It is common to find an article about how to get better abs; however, it is a rare thing to see an article emphasizing how to build a better core. The more popular versions such as those found in fitness magazines,will have better “selling” titles such as “6 Weeks to 6 Pack Abs” or “How to Get a Rock Solid Midsection.” These are catchy titles and they use them because they sell, not because it is the best way to train your core.
Traditional knowledge says if you want to build rock solid abs you need to do sit-ups or crunches, or sit-ups on a decline bench – and while we are at it, go ahead and throw a twist into the mix so that we hit some external obliques.
But as Gray Cook noted in his 2003 article, “Athletic Body in Balance,” “An abdominal routine that makes your abs burn does not necessarily train your core; it just helps you get really good at an exercise while lying on your back. The strength and endurance you gain while lying down will not completely transfer into a standing position, because that’s where your imbalances come into play.”
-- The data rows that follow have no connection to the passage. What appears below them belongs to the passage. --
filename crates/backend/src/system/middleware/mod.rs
pub mod request_logger;
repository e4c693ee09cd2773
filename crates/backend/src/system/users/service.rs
use anyhow::Result;
use chrono::Utc;
use contracts::system::users::{ChangePasswordDto, CreateUserDto, UpdateUserDto, User};

use super::repository;
use crate::system::auth::password;

pub async fn create(dto: CreateUserDto, created_by: Option<String>) -> Result<String> {
    if dto.username.trim().is_empty() {
        return Err(anyhow::anyhow!("Username cannot be empty"));
    }

    if repository::get_by_username(&dto.username).await?.is_some() {
        return Err(anyhow::anyhow!("Username already exists"));
    }

    validate_email(&dto.email)?;
    password::validate_password_strength(&dto.password)?;

    let password_hash = password::hash_password(&dto.password)?;

    let user_id = uuid::Uuid::new_v4().to_string();
    let now = Utc::now().to_rfc3339();

    let user = User {
        id: user_id.clone(),
        username: dto.username,
        email: dto.email,
        full_name: dto.full_name,
        is_active: true,
        is_admin: dto.is_admin,
        company_ref: dto.company_ref,
        created_at: now.clone(),
        updated_at: now,
        last_login_at: None,
        created_by,
    };

    repository::create_with_password(&user, &password_hash).await?;

    Ok(user_id)
}

pub async fn update(dto: UpdateUserDto) -> Result<()> {
    let mut user = repository::get_by_id(&dto.id)
        .await?
        .ok_or_else(|| anyhow::anyhow!("User not found"))?;

    validate_email(&dto.email)?;

    user.email = dto.email;
    user.full_name = dto.full_name;
    user.is_active = dto.is_active;
    user.is_admin = dto.is_admin;
    user.company_ref = dto.company_ref;
    user.updated_at = Utc::now().to_rfc3339();

    repository::update(&user).await?;

    Ok(())
}

pub async fn delete(id: &str) -> Result<bool> {
    repository::delete(id).await
}

pub async fn get_by_id(id: &str) -> Result<Option<User>> {
    repository::get_by_id(id).await
}

pub async fn list_all() -> Result<Vec<User>> {
    repository::list_all().await
}

/// Admins may change any password without the old one; everyone else must
/// present their current password
pub async fn change_password(dto: ChangePasswordDto, requester_id: &str) -> Result<()> {
    repository::get_by_id(&dto.user_id)
        .await?
        .ok_or_else(|| anyhow::anyhow!("User not found"))?;

    let requester = repository::get_by_id(requester_id)
        .await?
        .ok_or_else(|| anyhow::anyhow!("Requester not found"))?;

    if dto.user_id != requester_id {
        if !requester.is_admin {
            return Err(anyhow::anyhow!("Permission denied"));
        }
    } else if let Some(ref old_password) = dto.old_password {
        let current_hash = repository::get_password_hash(&dto.user_id)
            .await?
            .ok_or_else(|| anyhow::anyhow!("Password hash not found"))?;

        if !password::verify_password(old_password, &current_hash)? {
            return Err(anyhow::anyhow!("Invalid old password"));
        }
    }

    password::validate_password_strength(&dto.new_password)?;
    let new_hash = password::hash_password(&dto.new_password)?;
    repository::update_password(&dto.user_id, &new_hash).await?;

    Ok(())
}

/// Verify credentials for login; returns None on wrong password
pub async fn verify_credentials(username: &str, password_input: &str) -> Result<Option<User>> {
    let user = match repository::get_by_username(username).await? {
        Some(u) => u,
        None => return Ok(None),
    };

    if !user.is_active {
        return Err(anyhow::anyhow!("User account is inactive"));
    }

    let password_hash = repository::get_password_hash(&user.id)
        .await?
        .ok_or_else(|| anyhow::anyhow!("Password hash not found"))?;

    if !password::verify_password(password_input, &password_hash)? {
        return Ok(None);
    }

    let _ = repository::update_last_login(&user.id).await;

    Ok(Some(user))
}

fn validate_email(email: &Option<String>) -> Result<()> {
    if let Some(email) = email {
        if !email.trim().is_empty() && !email.contains('@') {
            return Err(anyhow::anyhow!("Invalid email format"));
        }
    }
    Ok(())
}
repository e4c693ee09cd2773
pub mod pagination_controls;
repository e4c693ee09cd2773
use contracts::domain::a001_member_company::aggregate::{MemberCompany, MemberCompanyDto};
use contracts::domain::common::AggregateId;
use leptos::prelude::*;
use leptos::task::spawn_local;

use super::api;
use crate::shared::date_utils::format_date;

const STAGES: &[(&str, &str)] = &[
    ("preliminary", "예비"),
    ("early", "초기"),
    ("growth", "성장"),
    ("scaleup", "도약"),
];

fn stage_label(stage: &str) -> &'static str {
    STAGES
        .iter()
        .find(|(value, _)| *value == stage)
        .map(|(_, label)| *label)
        .unwrap_or("-")
}

fn confirm(message: &str) -> bool {
    web_sys::window()
        .map(|w| w.confirm_with_message(message).unwrap_or(false))
        .unwrap_or(false)
}

fn opt(value: String) -> Option<String> {
    let trimmed = value.trim();
    if trimmed.is_empty() {
        None
    } else {
        Some(trimmed.to_string())
    }
}

#[component]
pub fn MemberCompanyList() -> impl IntoView {
    let (items, set_items) = signal(Vec::<MemberCompany>::new());
    let (error, set_error) = signal(Option::<String>::None);
    let (show_form, set_show_form) = signal(false);
    let (editing_id, set_editing_id) = signal(Option::<String>::None);

    let name = RwSignal::new(String::new());
    let registration_no = RwSignal::new(String::new());
    let ceo_name = RwSignal::new(String::new());
    let founded_at = RwSignal::new(String::new());
    let industry = RwSignal::new(String::new());
    let stage = RwSignal::new("preliminary".to_string());
    let homepage = RwSignal::new(String::new());
    let intro = RwSignal::new(String::new());

    let fetch = move || {
        spawn_local(async move {
            match api::list().await {
                Ok(list) => {
                    set_items.set(list);
                    set_error.set(None);
                }
                Err(e) => set_error.set(Some(e.to_string())),
            }
        });
    };
    fetch();

    let open_create = move |_| {
        set_editing_id.set(None);
        name.set(String::new());
        registration_no.set(String::new());
        ceo_name.set(String::new());
        founded_at.set(String::new());
        industry.set(String::new());
        stage.set("preliminary".to_string());
        homepage.set(String::new());
        intro.set(String::new());
        set_show_form.set(true);
    };

    let open_edit = move |company: MemberCompany| {
        set_editing_id.set(Some(company.base.id.as_string()));
        name.set(company.base.description.clone());
        registration_no.set(company.registration_no.clone());
        ceo_name.set(company.ceo_name.clone());
        founded_at.set(
            company
                .founded_at
                .map(|d| d.to_string())
                .unwrap_or_default(),
        );
        industry.set(company.industry.clone());
        stage.set(company.stage.as_str().to_string());
        homepage.set(company.homepage.clone().unwrap_or_default());
        intro.set(company.intro.clone().unwrap_or_default());
        set_show_form.set(true);
    };

    let on_save = move |_| {
        let dto = MemberCompanyDto {
            id: editing_id.get_untracked(),
            code: None,
            description: name.get_untracked(),
            registration_no: registration_no.get_untracked(),
            ceo_name: ceo_name.get_untracked(),
            founded_at: founded_at.get_untracked().trim().parse().ok(),
            industry: industry.get_untracked(),
            stage: stage.get_untracked(),
            homepage: opt(homepage.get_untracked()),
            intro: opt(intro.get_untracked()),
            comment: None,
        };
        spawn_local(async move {
            match api::save(&dto).await {
                Ok(_) => {
                    set_show_form.set(false);
                    fetch();
                }
                Err(e) => set_error.set(Some(e.to_string())),
            }
        });
    };

    let on_delete = move |id: String| {
        if !confirm("이 기업을 삭제하시겠습니까?") {
            return;
        }
        spawn_local(async move {
            match api::delete(&id).await {
                Ok(()) => fetch(),
                Err(e) => set_error.set(Some(e.to_string())),
            }
        });
    };

    view! {
        <div class="member-company-page">
            <div class="page-header">
                <h2>"입주기업 관리"</h2>
                <button class="btn-primary" on:click=open_create>"기업 등록"</button>
            </div>

            <Show when=move || error.get().is_some()>
                <div class="error-banner">
                    <span>{move || error.get().unwrap_or_default()}</span>
                    <button class="btn-link" on:click=move |_| set_error.set(None)>"닫기"</button>
                </div>
            </Show>

            <Show when=move || show_form.get()>
                <div class="form-panel">
                    <h3>{move || if editing_id.get().is_some() { "기업 정보 수정" } else { "기업 등록" }}</h3>
                    <div class="form-group">
                        <label>"기업명"</label>
                        <input type="text" prop:value=move || name.get()
                            on:input=move |ev| name.set(event_target_value(&ev)) />
                    </div>
                    <div class="form-group">
                        <label>"사업자등록번호 (10자리)"</label>
                        <input type="text" prop:value=move || registration_no.get()
                            on:input=move |ev| registration_no.set(event_target_value(&ev)) />
                    </div>
                    <div class="form-group">
                        <label>"대표자"</label>
                        <input type="text" prop:value=move || ceo_name.get()
                            on:input=move |ev| ceo_name.set(event_target_value(&ev)) />
                    </div>
                    <div class="form-group">
                        <label>"설립일"</label>
                        <input type="date" prop:value=move || founded_at.get()
                            on:input=move |ev| founded_at.set(event_target_value(&ev)) />
                    </div>
                    <div class="form-group">
                        <label>"업종"</label>
                        <input type="text" prop:value=move || industry.get()
                            on:input=move |ev| industry.set(event_target_value(&ev)) />
                    </div>
                    <div class="form-group">
                        <label>"성장단계"</label>
                        <select
                            prop:value=move || stage.get()
                            on:change=move |ev| stage.set(event_target_value(&ev))
                        >
                            {STAGES.iter().map(|(value, label)| {
                                view! { <option value={*value}>{*label}</option> }
                            }).collect_view()}
                        </select>
                    </div>
                    <div class="form-group">
                        <label>"홈페이지"</label>
                        <input type="text" prop:value=move || homepage.get()
                            on:input=move |ev| homepage.set(event_target_value(&ev)) />
                    </div>
                    <div class="form-group">
                        <label>"소개"</label>
                        <textarea prop:value=move || intro.get()
                            on:input=move |ev| intro.set(event_target_value(&ev)) />
                    </div>
                    <div class="form-actions">
                        <button class="btn-primary" on:click=on_save>"저장"</button>
                        <button class="btn-secondary" on:click=move |_| set_show_form.set(false)>"취소"</button>
                    </div>
                </div>
            </Show>

            <table class="data-table">
                <thead>
                    <tr>
                        <th>"기업명"</th>
                        <th>"사업자등록번호"</th>
                        <th>"대표자"</th>
                        <th>"업종"</th>
                        <th>"성장단계"</th>
                        <th>"설립일"</th>
                        <th>"작업"</th>
                    </tr>
                </thead>
                <tbody>
                    {move || items.get().into_iter().map(|company| {
                        let edit_company = company.clone();
                        let delete_id = company.base.id.as_string();
                        view! {
                            <tr>
                                <td>{company.base.description.clone()}</td>
                                <td>{company.registration_no.clone()}</td>
                                <td>{company.ceo_name.clone()}</td>
                                <td>{company.industry.clone()}</td>
                                <td>{stage_label(company.stage.as_str())}</td>
                                <td>{company.founded_at.map(|d| format_date(&d.to_string())).unwrap_or_default()}</td>
                                <td class="row-actions">
                                    <button class="btn-link" on:click=move |_| open_edit(edit_company.clone())>"수정"</button>
                                    <button class="btn-link danger" on:click=move |_| on_delete(delete_id.clone())>"삭제"</button>
                                </td>
                            </tr>
                        }
                    }).collect_view()}
                </tbody>
            </table>
        </div>
    }
}
pub mod a001_member_company;
pub mod a002_support_project;
pub mod a003_project_application;
pub mod a004_performance_report;
pub mod a005_support_ticket;
pub mod a006_faq;
pub mod logs;
pub mod p900_member_stats;
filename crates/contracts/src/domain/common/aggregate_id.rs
/// String-convertible aggregate identifier
pub trait AggregateId: Sized {
    fn as_string(&self) -> String;

    fn from_string(s: &str) -> Result<Self, String>;
}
We need to recognize there are more muscles involved in the core than just abs and obliques. The core consists of a multitude of muscles we need to be aware of or else imbalances will occur resulting in an increased chance for injury, particularly to the low back region. Muscles of the core include the Rectus Abdominis (abs), Internal and External Obliques, Quadratus Lumborum, Erector Spinae, Transverse Abdominis and the Psoas. You can see where trouble can begin by strengthening certain sections of the core while neglecting others. This promotes muscular imbalance and possible injury.
Secondly, we need to take into account our own lifestyles. Not everyone is the same, so not everyone should do the same routine. For example, there are more sedentary jobs today than every before. People who sit at a desk all day, then sit to drive home, typically have tight Psoas (hip flexors). So why should they do more crunches or sit-ups and further tighten the Psoas, making a problem an even worse problem?
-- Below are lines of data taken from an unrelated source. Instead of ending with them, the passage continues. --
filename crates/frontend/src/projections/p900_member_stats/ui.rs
use contracts::domain::common::AggregateId;
use contracts::projections::p900_member_stats::{StatsFilter, StatsRow};
use leptos::prelude::*;
use leptos::task::spawn_local;

use super::api;
use crate::domain::a002_support_project;
use crate::shared::export::{export_to_csv, CsvExportable};

impl CsvExportable for StatsRow {
    fn headers() -> Vec<&'static str> {
        vec![
            "기업명",
            "업종",
            "성장단계",
            "매출액",
            "고용인원",
            "투자유치",
            "수출액",
            "보고서수",
        ]
    }

    fn to_csv_row(&self) -> Vec<String> {
        vec![
            self.company_name.clone(),
            self.industry.clone(),
            self.stage.clone(),
            self.revenue.to_string(),
            self.employee_count.to_string(),
            self.investment.to_string(),
            self.exports.to_string(),
            self.report_count.to_string(),
        ]
    }
}

#[component]
pub fn MemberStatsPage() -> impl IntoView {
    let (rows, set_rows) = signal(Vec::<StatsRow>::new());
    let (error, set_error) = signal(Option::<String>::None);
    let (projects, set_projects) = signal(Vec::<(String, String)>::new());

    let year = RwSignal::new(String::new());
    let quarter = RwSignal::new(String::new());
    let industry = RwSignal::new(String::new());
    let stage = RwSignal::new(String::new());
    let project = RwSignal::new(String::new());

    let current_filter = move || StatsFilter {
        year: year.get_untracked().trim().parse().ok(),
        quarter: quarter.get_untracked().trim().parse().ok(),
        industry: Some(industry.get_untracked()),
        stage: Some(stage.get_untracked()),
        project: Some(project.get_untracked()),
    };

    let fetch = move || {
        let filter = current_filter();
        spawn_local(async move {
            match api::fetch_stats(&filter).await {
                Ok(list) => {
                    set_rows.set(list);
                    set_error.set(None);
                }
                Err(e) => set_error.set(Some(e.to_string())),
            }
        });
    };
    fetch();

    spawn_local(async move {
        if let Ok(list) = a002_support_project::api::list().await {
            let options = list
                .iter()
                .map(|p| (p.base.id.as_string(), p.base.description.clone()))
                .collect();
            set_projects.set(options);
        }
    });

    let on_export = move |_| {
        if let Err(message) = export_to_csv(&rows.get_untracked(), "member_stats.csv") {
            set_error.set(Some(message));
        }
    };

    view! {
        <div class="member-stats-page">
            <div class="page-header">
                <h2>"입주기업 성과 통계"</h2>
                <button class="btn-secondary" on:click=on_export>"CSV 다운로드"</button>
            </div>

            <Show when=move || error.get().is_some()>
                <div class="error-banner">
                    <span>{move || error.get().unwrap_or_default()}</span>
                    <button class="btn-link" on:click=move |_| set_error.set(None)>"닫기"</button>
                </div>
            </Show>

            <div class="filter-bar">
                <input
                    type="number"
                    placeholder="연도"
                    prop:value=move || year.get()
                    on:change=move |ev| { year.set(event_target_value(&ev)); fetch(); }
                />
                <select
                    prop:value=move || quarter.get()
                    on:change=move |ev| { quarter.set(event_target_value(&ev)); fetch(); }
                >
                    <option value="">"분기: 전체"</option>
                    <option value="1">"1분기"</option>
                    <option value="2">"2분기"</option>
                    <option value="3">"3분기"</option>
                    <option value="4">"4분기"</option>
                </select>
                <input
                    type="text"
                    placeholder="업종"
                    prop:value=move || industry.get()
                    on:change=move |ev| { industry.set(event_target_value(&ev)); fetch(); }
                />
                <select
                    prop:value=move || stage.get()
                    on:change=move |ev| { stage.set(event_target_value(&ev)); fetch(); }
                >
                    <option value="">"성장단계: 전체"</option>
                    <option value="preliminary">"예비"</option>
                    <option value="early">"초기"</option>
                    <option value="growth">"성장"</option>
                    <option value="scaleup">"도약"</option>
                </select>
                <select
                    prop:value=move || project.get()
                    on:change=move |ev| { project.set(event_target_value(&ev)); fetch(); }
                >
                    <option value="">"지원사업: 전체"</option>
                    {move || projects.get().into_iter().map(|(id, name)| {
                        view! { <option value={id}>{name}</option> }
                    }).collect_view()}
                </select>
            </div>

            <table class="data-table">
                <thead>
                    <tr>
                        <th>"기업명"</th>
                        <th>"업종"</th>
                        <th>"성장단계"</th>
                        <th>"매출액"</th>
                        <th>"고용인원"</th>
                        <th>"투자유치"</th>
                        <th>"수출액"</th>
                        <th>"보고서수"</th>
                    </tr>
                </thead>
                <tbody>
                    {move || rows.get().into_iter().map(|row| {
                        view! {
                            <tr>
                                <td>{row.company_name.clone()}</td>
                                <td>{row.industry.clone()}</td>
                                <td>{row.stage.clone()}</td>
                                <td>{row.revenue.to_string()}</td>
                                <td>{row.employee_count.to_string()}</td>
                                <td>{row.investment.to_string()}</td>
                                <td>{row.exports.to_string()}</td>
                                <td>{row.report_count.to_string()}</td>
                            </tr>
                        }
                    }).collect_view()}
                </tbody>
            </table>

            <Show when=move || rows.get().is_empty()>
                <div class="empty-state">"조건에 맞는 데이터가 없습니다"</div>
            </Show>
        </div>
    }
}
Those with disc problems should particularly stay away from any type of crunch or sit-up, because that movement creates spinal flexion, which makes disc problems even worse. Think of your spine as you would a hamburger, (strange analogy, I know). If you bite down on one side without supporting the opposing side you are going to lose the contents of the burger on that opposite side. The same thing happens with your spine! If you are doing countless crunches, all that compression on one side and expanding on the other is eventually going to lead to a slipped or even herniated disc. Crunches are okay for those who are healthy and without back problems, but too much of anything can be a bad thing, regardless of someone’s health history.
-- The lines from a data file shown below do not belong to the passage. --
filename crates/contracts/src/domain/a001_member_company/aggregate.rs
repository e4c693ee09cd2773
use crate::domain::common::{AggregateId, AggregateRoot, BaseAggregate, EntityMetadata};
use serde::{Deserialize, Serialize};
use uuid::Uuid;

// ============================================================================
// ID Type
// ============================================================================

#[derive(Debug, Clone, Copy, PartialEq, Eq, Hash, Serialize, Deserialize)]
pub struct MemberCompanyId(pub Uuid);

impl MemberCompanyId {
    pub fn new(value: Uuid) -> Self {
        Self(value)
    }

    pub fn new_v4() -> Self {
        Self(Uuid::new_v4())
    }

    pub fn value(&self) -> Uuid {
        self.0
    }
}

impl AggregateId for MemberCompanyId {
    fn as_string(&self) -> String {
        self.0.to_string()
    }

    fn from_string(s: &str) -> Result<Self, String> {
        Uuid::parse_str(s)
            .map(MemberCompanyId::new)
            .map_err(|e| format!("Invalid UUID: {}", e))
    }
}

// ============================================================================
// Aggregate Root
// ============================================================================

/// Growth stage of a member company
#[derive(Debug, Clone, Copy, PartialEq, Eq, Serialize, Deserialize, Default)]
pub enum GrowthStage {
    #[default]
    Preliminary,
    Early,
    Growth,
    Scaleup,
}

impl GrowthStage {
    pub fn as_str(&self) -> &'static str {
        match self {
            GrowthStage::Preliminary => "preliminary",
            GrowthStage::Early => "early",
            GrowthStage::Growth => "growth",
            GrowthStage::Scaleup => "scaleup",
        }
    }

    pub fn parse(s: &str) -> Option<Self> {
        match s {
            "preliminary" => Some(GrowthStage::Preliminary),
            "early" => Some(GrowthStage::Early),
            "growth" => Some(GrowthStage::Growth),
            "scaleup" => Some(GrowthStage::Scaleup),
            _ => None,
        }
    }
}

/// Member company profile (입주기업)
#[derive(Debug, Clone, Serialize, Deserialize)]
pub struct MemberCompany {
    #[serde(flatten)]
    pub base: BaseAggregate<MemberCompanyId>,

    #[serde(rename = "registrationNo")]
    pub registration_no: String,

    #[serde(rename = "ceoName")]
    pub ceo_name: String,

    #[serde(rename = "foundedAt")]
    pub founded_at: Option<chrono::NaiveDate>,

    pub industry: String,
    pub stage: GrowthStage,
    pub homepage: Option<String>,
    pub intro: Option<String>,
}

impl MemberCompany {
    pub fn new_for_insert(
        code: String,
        description: String,
        registration_no: String,
        ceo_name: String,
        founded_at: Option<chrono::NaiveDate>,
        industry: String,
        stage: GrowthStage,
        homepage: Option<String>,
        intro: Option<String>,
        comment: Option<String>,
    ) -> Self {
        let mut base = BaseAggregate::new(MemberCompanyId::new_v4(), code, description);
        base.comment = comment;

        Self {
            base,
            registration_no,
            ceo_name,
            founded_at,
            industry,
            stage,
            homepage,
            intro,
        }
    }

    pub fn to_string_id(&self) -> String {
        self.base.id.as_string()
    }

    pub fn update(&mut self, dto: &MemberCompanyDto) {
        self.base.code = dto.code.clone().unwrap_or_default();
        self.base.description = dto.description.clone();
        self.base.comment = dto.comment.clone();
        self.registration_no = dto.registration_no.clone();
        self.ceo_name = dto.ceo_name.clone();
        self.founded_at = dto.founded_at;
        self.industry = dto.industry.clone();
        self.stage = GrowthStage::parse(&dto.stage).unwrap_or_default();
        self.homepage = dto.homepage.clone();
        self.intro = dto.intro.clone();
    }

    pub fn validate(&self) -> Result<(), String> {
        if self.base.description.trim().is_empty() {
            return Err("기업명을 입력해야 합니다".into());
        }
        if self.base.code.trim().is_empty() {
            return Err("코드를 입력해야 합니다".into());
        }
        if self.ceo_name.trim().is_empty() {
            return Err("대표자명을 입력해야 합니다".into());
        }

        // Business registration number: 10 digits when present
        if !self.registration_no.trim().is_empty() {
            let digits: String = self
                .registration_no
                .chars()
                .filter(|c| c.is_ascii_digit())
                .collect();
            if digits.len() != 10 {
                return Err("사업자등록번호는 10자리 숫자여야 합니다".into());
            }
        }

        Ok(())
    }

    pub fn before_write(&mut self) {
        self.base.touch();
    }
}

impl AggregateRoot for MemberCompany {
    type Id = MemberCompanyId;

    fn id(&self) -> Self::Id {
        self.base.id
    }

    fn code(&self) -> &str {
        &self.base.code
    }

    fn description(&self) -> &str {
        &self.base.description
    }

    fn metadata(&self) -> &EntityMetadata {
        &self.base.metadata
    }

    fn metadata_mut(&mut self) -> &mut EntityMetadata {
        &mut self.base.metadata
    }

    fn aggregate_index() -> &'static str {
        "a001"
    }

    fn collection_name() -> &'static str {
        "member_company"
    }

    fn element_name() -> &'static str {
        "입주기업"
    }

    fn list_name() -> &'static str {
        "입주기업 목록"
    }
}

// ============================================================================
// Forms / DTOs
// ============================================================================

#[derive(Debug, Clone, Serialize, Deserialize, Default)]
pub struct MemberCompanyDto {
    pub id: Option<String>,
    pub code: Option<String>,
    pub description: String,

    #[serde(rename = "registrationNo")]
    pub registration_no: String,

    #[serde(rename = "ceoName")]
    pub ceo_name: String,

    #[serde(rename = "foundedAt")]
    pub founded_at: Option<chrono::NaiveDate>,

    pub industry: String,
    pub stage: String,
    pub homepage: Option<String>,
    pub intro: Option<String>,
    pub comment: Option<String>,
}

#[cfg(test)]
mod tests {
    use super::*;

    fn company(registration_no: &str) -> MemberCompany {
        MemberCompany::new_for_insert(
            "MEM-001".into(),
            "테스트기업".into(),
            registration_no.into(),
            "김대표".into(),
            None,
            "IT".into(),
            GrowthStage::Early,
            None,
            None,
            None,
        )
    }

    #[test]
    fn test_registration_no_must_be_ten_digits() {
        assert!(company("123-45-67890").validate().is_ok());
        assert!(company("").validate().is_ok());
        assert!(company("123-45-678").validate().is_err());
    }

    #[test]
    fn test_empty_name_rejected() {
        let mut c = company("1234567890");
        c.base.description = "  ".into();
        assert!(c.validate().is_err());
    }
}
The core’s main function is to stabilize the body during movement and also stabilize the spine to prevent injury. Secondly, the core produces certain movements, such as in a golf swing; but, in all our movements, the spine needs to be stable and in proper alignment. Muscular endurance and stability are always going to be more beneficial and functional than muscular strength and we need to train it as such. Take a water skier, for example. A water skier needs core stability and the ability to maintain that stability for a longer duration of time, not just a short powerful burst.
To build a good core routine we need to keep certain questions in mind. Is the core exercise functional and will it transfer to real life applications? Is my routine balanced? Are my movements okay given my medical history? If you can say yes to these, you have established a great core routine that is now going to benefit your health, not hinder it.
Of course there are many core exercises to choose from and they are all good, but not all may be appropriate for certain individuals. Also make sure they are promoting balance within the entire core system.